Four police officers appeared in court yesterday during the prosecution portion of the trial.

If you’re just reading this is what happened in court yesterday:

Minneapolis Police Lt. Johnny Mercil, an instructor on the use of force with the department’s training unit, said that kneeling Chauvin on Floyd’s neck is not a neck restraint tactic. While neck ties may be allowed on suspects who are actively resisting, they should not be done with the knee and would not be allowed on a suspect who is handcuffed and under control, he said. Officers learn to use only force proportional to the threat. He also said handcuffed suspects may have difficulty breathing on their stomachs. He said officers are trained to move suspects to a lateral recovery position – “the sooner the better”.

However, Mercil said during cross-examination that Chauvin’s position could be seen as “using body weight to control,” a tactic in which officers place a knee on the shoulder blades of a lying suspect to handcuff them. He admitted that some police body camera screenshots show Chauvin with his knee on Floyd’s shoulders.

“However, I will add that we tell officers to stay away from the neck when possible, and if you are going to use your body weight for pinning, put it on their shoulder and pay attention to their position.” , did he declare.

Minneapolis Police Sgt. Ker Yang, the crisis intervention training coordinator for the ministry’s training unit, testified on the importance of recognizing when a person is in crisis and defusing the situation. Officers are trained in a critical decision-making model for dealing with people in crisis that calls on them to continually assess and reassess what is needed in the situation, he said. Chauvin took a 40-hour crisis response training course in 2016, in which actors portrayed people in crisis and officers had to defuse the situation, Yang testified.

In cross-examination, Yang said the crisis response model could potentially apply to the suspect as well as nearby observers. The training advises officers to appear confident, stay calm, keep space, speak slowly and softly, and avoid staring or making eye contact, he said.

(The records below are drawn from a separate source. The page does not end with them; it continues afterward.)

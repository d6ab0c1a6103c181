use std::path::{Path, PathBuf};

use crate::config::PipelineConfig;
use crate::document::{Document, Identity};
use crate::error::PipelineError;
use crate::filter::{self, Mode};
use crate::related::{SeriesIndex, related_posts};
use crate::scanner::ContentScanner;
use crate::sequence::Sequence;
use crate::site::Site;
use crate::slug::Permalinks;
use crate::tags::TagIndex;

/// Collects configuration and content, then runs the pipeline once.
pub struct SiteBuilder {
    source_dir: Option<PathBuf>,
    documents: Vec<Document>,
    mode: Mode,
    config: PipelineConfig,
}

impl Default for SiteBuilder {
    fn default() -> Self {
        Self::new()
    }
}

impl SiteBuilder {
    pub fn new() -> Self {
        Self {
            source_dir: None,
            documents: Vec::new(),
            mode: Mode::Published,
            config: PipelineConfig::default(),
        }
    }

    // Content sources
    pub fn source_dir<P: AsRef<Path>>(mut self, path: P) -> Self {
        self.source_dir = Some(path.as_ref().to_path_buf());
        self
    }

    pub fn add_document(mut self, document: Document) -> Self {
        self.documents.push(document);
        self
    }

    pub fn add_documents(mut self, documents: Vec<Document>) -> Self {
        self.documents.extend(documents);
        self
    }

    // Build options
    pub fn mode(mut self, mode: Mode) -> Self {
        self.mode = mode;
        self
    }

    pub fn pipeline_config(mut self, config: PipelineConfig) -> Self {
        self.config = config;
        self
    }

    pub fn build(self) -> Result<Site, PipelineError> {
        let mut documents = self.documents;
        match &self.source_dir {
            Some(dir) => documents.extend(ContentScanner::new(dir).scan()?),
            None if documents.is_empty() => return Err(PipelineError::MissingSourceDir),
            None => {}
        }

        // Whole corpus, drafts included, before anything is filtered out.
        let permalinks = Permalinks::resolve(&documents, &self.config.permalink_prefix)?;

        let visible = filter::visible(&documents, self.mode);
        let sequence = Sequence::new(visible.iter().copied());
        let tags = TagIndex::build(visible.iter().copied(), &self.config.tag_prefix);
        let series = SeriesIndex::build(visible.iter().copied());
        let related = related_posts(&visible, self.config.related_limit);

        tracing::info!(
            mode = %self.mode,
            loaded = documents.len(),
            visible = sequence.len(),
            tags = tags.len(),
            series = series.len(),
            "site built"
        );

        let documents = documents
            .into_iter()
            .map(|d| (d.identity.clone(), d))
            .collect::<std::collections::BTreeMap<Identity, Document>>();

        Ok(Site {
            mode: self.mode,
            documents,
            permalinks,
            sequence,
            tags,
            series,
            related,
        })
    }
}

#[cfg(test)]
mod tests {
    use super::*;
    use crate::document::tests::{doc, tagged};
    use crate::error::CollisionError;

    #[test]
    fn test_needs_some_content() {
        assert!(matches!(SiteBuilder::new().build(), Err(PipelineError::MissingSourceDir)));
    }

    #[test]
    fn test_collision_among_drafts_still_fails() {
        let mut draft = doc("posts/scenario-tests/index.md", "2021-06-01");
        draft.draft = true;
        let result = SiteBuilder::new()
            .add_document(doc("posts/scenario-tests.md", "2021-05-01"))
            .add_document(draft)
            .build();
        assert!(matches!(
            result,
            Err(PipelineError::Collision(CollisionError::Slug { .. }))
        ));
    }

    #[test]
    fn test_duplicate_identity_is_a_collision() {
        let result = SiteBuilder::new()
            .add_document(doc("posts/a.md", "2021-05-01"))
            .add_document(doc("posts/a.md", "2021-05-02"))
            .build();
        assert!(matches!(result, Err(PipelineError::Collision(_))));
    }

    #[test]
    fn test_clashing_tag_slugs_still_build() {
        let site = SiteBuilder::new()
            .add_document(tagged("posts/a.md", "2021-05-01", &["C#"]))
            .add_document(tagged("posts/b.md", "2021-05-02", &["C"]))
            .build()
            .unwrap();

        assert_eq!(site.tags().len(), 2);
        assert_eq!(site.tags().get("C").unwrap().url, "/tags/c/");
        assert_eq!(site.tags().get("C#").unwrap().url, "/tags/c-2/");
    }

    #[test]
    fn test_config_flows_into_urls() {
        let site = SiteBuilder::new()
            .add_document(tagged("posts/a.md", "2021-05-01", &["EF Core"]))
            .pipeline_config(PipelineConfig {
                permalink_prefix: "blog".into(),
                tag_prefix: "topics".into(),
                related_limit: 0,
            })
            .build()
            .unwrap();

        assert_eq!(site.permalink(&Identity::new("posts/a.md")), Some("/blog/posts/a/"));
        assert_eq!(site.tags().get("EF Core").unwrap().url, "/topics/ef-core/");
    }
}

Minneapolis Police Officer Nicole Mackenzie, a medical response coordinator and CPR instructor, said officers are required to provide first aid and request emergency services when a person needs medical help. The department trains officers to determine the responsiveness level of a person in need of assistance. If the person does not respond, then the agent should check their airway, breathing and circulation, and if the person has no pulse, the agent should begin CPR immediately. She also said that it was not correct to say that if someone could speak, then they could breathe. In cross-examination, she said that a hostile crowd can make it difficult to focus on a patient.

Los Angeles Police Department Sgt. Jody stiger, a use of force expert, said the force Chauvin used against Floyd was excessive. “My opinion was that the force was excessive,” he told the court. Stiger reviewed the elements of the incident after Floyd’s death and conducted approximately 2,500 use of force reviews during his career.